The fact that in India there is a homeless cattle is directly related to its sacred status in a predominantly Hindu country. Slaughter is forbidden in most parts of the state, so when the cows and bulls no longer be of any use or become too large a financial burden, the owners just put them outside. This happens so long ago that today the number of street cows in India in the millions and growing rapidly.

Cows can be seen roaming the busy roads in large cities such as new Delhi. They cause accidents and block traffic, but they are most dangerous at night. Drivers of vehicles that are moving at high speed, it is difficult to see these animals in time, and accident sometimes lead to death. The government of Punjab announced that cow-homeless, involved in road accidents, over the past 30 months has killed 300 people. And that’s just in one state.

But road accidents and traffic jams — just two of the problems caused by cows. Although most of them look healthy, in fact they are sick or carry some threat of food and waterborne pathogens. Basically, these cows eat trash, and the data shows that their milk, and the waste they produce, full of antibiotics, hormones and heavy metals, some of which can cause illness in humans, while others even lead to death.
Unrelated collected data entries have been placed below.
//! Channel registry and fan-out.
//!
//! Every channel owns a broadcast sender and the set of peers joined to it.
//! A frame published by a peer reaches everyone subscribed at that moment
//! except the sender. Per-sender order follows from the broadcast queue;
//! nothing orders frames from different senders.

use dashmap::DashMap;
use std::collections::HashSet;
use tokio::sync::broadcast::{self, error::RecvError, error::TryRecvError};
use tracing::{debug, info, warn};
use trackink_core::WireMessage;

/// Default per-channel queue depth.
pub const CHANNEL_CAPACITY: usize = 256;

/// A frame tagged with the peer that published it.
#[derive(Debug, Clone)]
pub struct Envelope {
    pub from: String,
    pub message: WireMessage,
}

struct Channel {
    tx: broadcast::Sender<Envelope>,
    peers: HashSet<String>,
}

impl Channel {
    fn new(capacity: usize) -> Self {
        let (tx, _) = broadcast::channel(capacity);
        Self {
            tx,
            peers: HashSet::new(),
        }
    }
}

/// Registry of active channels. One instance is shared by every connection.
pub struct Relay {
    channels: DashMap<String, Channel>,
    capacity: usize,
}

impl Default for Relay {
    fn default() -> Self {
        Self::new(CHANNEL_CAPACITY)
    }
}

impl Relay {
    pub fn new(capacity: usize) -> Self {
        Self {
            channels: DashMap::new(),
            capacity: capacity.max(1),
        }
    }

    /// Join `peer_id` to `channel`, creating the channel if needed.
    pub fn join(&self, channel: &str, peer_id: &str) -> Subscription {
        let mut entry = self
            .channels
            .entry(channel.to_string())
            .or_insert_with(|| Channel::new(self.capacity));
        entry.peers.insert(peer_id.to_string());
        let rx = entry.tx.subscribe();
        info!(
            "Peer {} joined channel {} ({} connected)",
            peer_id,
            channel,
            entry.peers.len()
        );
        Subscription {
            channel: channel.to_string(),
            peer_id: peer_id.to_string(),
            rx,
        }
    }

    /// Remove the subscription's peer from its channel. Empty channels are
    /// dropped. Returns how many peers remain.
    pub fn leave(&self, subscription: Subscription) -> usize {
        let Subscription {
            channel, peer_id, ..
        } = subscription;
        let remaining = match self.channels.get_mut(&channel) {
            Some(mut entry) => {
                entry.peers.remove(&peer_id);
                entry.peers.len()
            }
            None => 0,
        };
        self.channels.remove_if(&channel, |_, c| c.peers.is_empty());
        info!(
            "Peer {} left channel {} ({} connected)",
            peer_id, channel, remaining
        );
        remaining
    }

    /// Fan `message` out to every other peer on `channel`.
    ///
    /// Returns the number of peers it was offered to. Publishing into an
    /// empty audience is a no-op.
    pub fn publish(&self, channel: &str, from: &str, message: WireMessage) -> usize {
        let Some(entry) = self.channels.get(channel) else {
            debug!("Publish to unknown channel {} dropped", channel);
            return 0;
        };
        let audience = entry.peers.iter().filter(|p| p.as_str() != from).count();
        if audience == 0 {
            debug!(
                "No other peers on {}, dropping {}",
                channel,
                message.event_name()
            );
            return 0;
        }
        debug!(
            "Relaying {} from {} to {} peer(s) on {}",
            message.event_name(),
            from,
            audience,
            channel
        );
        // Errors only when every receiver is already gone.
        let _ = entry.tx.send(Envelope {
            from: from.to_string(),
            message,
        });
        audience
    }

    pub fn peer_count(&self, channel: &str) -> usize {
        self.channels
            .get(channel)
            .map(|entry| entry.peers.len())
            .unwrap_or(0)
    }

    pub fn channel_count(&self) -> usize {
        self.channels.len()
    }
}

/// A peer's membership in one channel.
#[derive(Debug)]
pub struct Subscription {
    channel: String,
    peer_id: String,
    rx: broadcast::Receiver<Envelope>,
}

impl Subscription {
    pub fn channel(&self) -> &str {
        &self.channel
    }

    pub fn peer_id(&self) -> &str {
        &self.peer_id
    }

    /// Wait for the next frame from another peer.
    ///
    /// Returns `None` once the channel is gone.
    pub async fn recv(&mut self) -> Option<WireMessage> {
        loop {
            match self.rx.recv().await {
                Ok(envelope) if envelope.from == self.peer_id => continue,
                Ok(envelope) => return Some(envelope.message),
                Err(RecvError::Lagged(skipped)) => {
                    warn!(
                        "Peer {} lagged on {}, skipped {} frame(s)",
                        self.peer_id, self.channel, skipped
                    );
                }
                Err(RecvError::Closed) => return None,
            }
        }
    }

    /// Next pending frame from another peer, without waiting.
    pub fn try_recv(&mut self) -> Option<WireMessage> {
        loop {
            match self.rx.try_recv() {
                Ok(envelope) if envelope.from == self.peer_id => continue,
                Ok(envelope) => return Some(envelope.message),
                Err(TryRecvError::Lagged(skipped)) => {
                    warn!(
                        "Peer {} lagged on {}, skipped {} frame(s)",
                        self.peer_id, self.channel, skipped
                    );
                }
                Err(TryRecvError::Empty | TryRecvError::Closed) => return None,
            }
        }
    }
}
Another problem — illegal dairies in the major cities of India. Infected milk street cows they sell cheap to the poor. They not only deliberately put cows on the street to save money at the stern, but sometimes use political connections to animals freed from cow shelters.
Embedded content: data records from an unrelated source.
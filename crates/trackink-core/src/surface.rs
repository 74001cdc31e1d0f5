//! Rendering seam between the board and whatever draws it.

use crate::history::Path;
use kurbo::{Point, Size};

/// A drawable canvas.
///
/// The board only needs the current bounds to map remote coordinates and a
/// way to paint committed paths. Implementations that cannot erase draw
/// nothing in [`reset`](RenderSurface::reset) and rely on the board to
/// repaint the history after it.
pub trait RenderSurface {
    /// Current size of the canvas in pixels.
    fn bounds(&self) -> Size;

    /// Paint one committed path on top of what is already there.
    fn render_path(&mut self, path: &Path);

    /// Wipe the canvas back to the background.
    fn reset(&mut self) {}

    /// Show the remote pointer at `position`.
    fn move_cursor(&mut self, _position: Point) {}
}

/// Surface that remembers what was drawn on it.
///
/// Used by headless peers and tests.
#[derive(Debug, Clone, Default)]
pub struct RecordingSurface {
    size: Size,
    rendered: Vec<Path>,
    resets: usize,
    cursor: Option<Point>,
}

impl RecordingSurface {
    pub fn new(size: Size) -> Self {
        Self {
            size,
            ..Default::default()
        }
    }

    pub fn resize(&mut self, size: Size) {
        self.size = size;
    }

    /// Paths currently painted, in paint order since the last reset.
    pub fn rendered(&self) -> &[Path] {
        &self.rendered
    }

    pub fn resets(&self) -> usize {
        self.resets
    }

    pub fn cursor(&self) -> Option<Point> {
        self.cursor
    }
}

impl RenderSurface for RecordingSurface {
    fn bounds(&self) -> Size {
        self.size
    }

    fn render_path(&mut self, path: &Path) {
        self.rendered.push(path.clone());
    }

    fn reset(&mut self) {
        self.rendered.clear();
        self.resets += 1;
    }

    fn move_cursor(&mut self, position: Point) {
        self.cursor = Some(position);
    }
}
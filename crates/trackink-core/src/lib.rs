//! trackink Core Library
//!
//! Platform-agnostic pieces of the trackink remote whiteboard: the wire
//! protocol spoken through the relay, the stroke state machines that turn
//! pointer events into committed paths, and the board that owns the shared
//! drawing history.

pub mod auth;
pub mod board;
pub mod client;
pub mod command;
pub mod config;
pub mod controller;
pub mod error;
pub mod history;
pub mod interpreter;
pub mod link;
pub mod normalizer;
pub mod protocol;
pub mod shortcuts;
pub mod stroke;
pub mod surface;

pub use auth::{AllowAll, AuthGuard, TokenGuard};
pub use board::{Board, Dispatch};
pub use client::RelayClient;
pub use command::UndoDebounce;
pub use config::BoardConfig;
pub use controller::Controller;
pub use error::{AuthError, ClientError, ProtocolError};
pub use history::{DrawingHistory, Origin, Path};
pub use interpreter::RemoteInterpreter;
pub use link::{ConnectionState, Link, LinkEvent, LinkStatus};
pub use normalizer::{Orientation, PointerNormalizer, RawInput, RawKind, normalize};
pub use protocol::{
    BoardCommand, CommandAction, DEFAULT_CHANNEL, HexColor, PointerEvent, PointerKind, Tool,
    WireMessage,
};
pub use shortcuts::{Shortcut, ShortcutRegistry};
pub use stroke::{
    CoordinateMapper, IdentityMapper, PercentMapper, StrokeMachine, StrokeStyle, ToolSettings,
};
pub use surface::{RecordingSurface, RenderSurface};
Currently, trapping is the only method, used by Indian city to deal with street cows. Sometimes people who do this are called urban cowboys. Their only tools — lasso and brute force: they catch cows, pushed into trucks and transported to one of the crowded shelters. They are allowed to use stun guns only when they are accompanied by a vet, but it happens infrequently.

For “cowboys” represent a threat not only cows that kick and rampage, but people. Frustrated drivers often resort to violence if the fishers for too long, blocking traffic, trying to catch the cows, the owners of illegal dairy industries received even worse and even simple passers-by throw stones at them, causing to leave alone the sacred animals.

Fishers are struggling to rid the streets of stray cows, but soon they will be out of places to send animals. Rajendra Singh Shekhawat, who runs the largest shelter in new Delhi, says his shelter is overcrowded and all others faced with the same problem. And cows getting bigger: cars and tractors take their “jobs”.

Authorities is constantly announce campaign to rid the cities of vagrants, but, according to estimates, the streets still roam 5 million animals.